Work task:
Note the line where "request is discarded." appears in the data below; write it out exactly, along with every line that comes after it to the end.

Exercise inputs:
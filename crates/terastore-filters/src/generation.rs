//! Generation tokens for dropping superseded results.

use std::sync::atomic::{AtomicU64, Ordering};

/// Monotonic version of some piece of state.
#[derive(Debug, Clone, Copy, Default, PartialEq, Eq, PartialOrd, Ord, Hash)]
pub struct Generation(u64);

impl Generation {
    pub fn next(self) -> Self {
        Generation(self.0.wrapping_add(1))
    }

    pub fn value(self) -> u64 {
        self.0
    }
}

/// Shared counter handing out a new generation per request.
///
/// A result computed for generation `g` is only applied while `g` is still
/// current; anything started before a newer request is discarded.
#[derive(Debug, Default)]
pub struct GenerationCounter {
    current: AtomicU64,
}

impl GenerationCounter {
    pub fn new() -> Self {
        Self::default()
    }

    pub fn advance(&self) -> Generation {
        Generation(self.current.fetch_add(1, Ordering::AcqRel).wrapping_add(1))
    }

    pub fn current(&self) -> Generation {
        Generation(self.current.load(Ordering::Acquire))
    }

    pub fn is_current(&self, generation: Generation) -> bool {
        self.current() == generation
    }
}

Answer to this task:
/// current; anything started before a newer request is discarded.
#[derive(Debug, Default)]
pub struct GenerationCounter {
    current: AtomicU64,
}

impl GenerationCounter {
    pub fn new() -> Self {
        Self::default()
    }

    pub fn advance(&self) -> Generation {
        Generation(self.current.fetch_add(1, Ordering::AcqRel).wrapping_add(1))
    }

    pub fn current(&self) -> Generation {
        Generation(self.current.load(Ordering::Acquire))
    }

    pub fn is_current(&self, generation: Generation) -> bool {
        self.current() == generation
    }
}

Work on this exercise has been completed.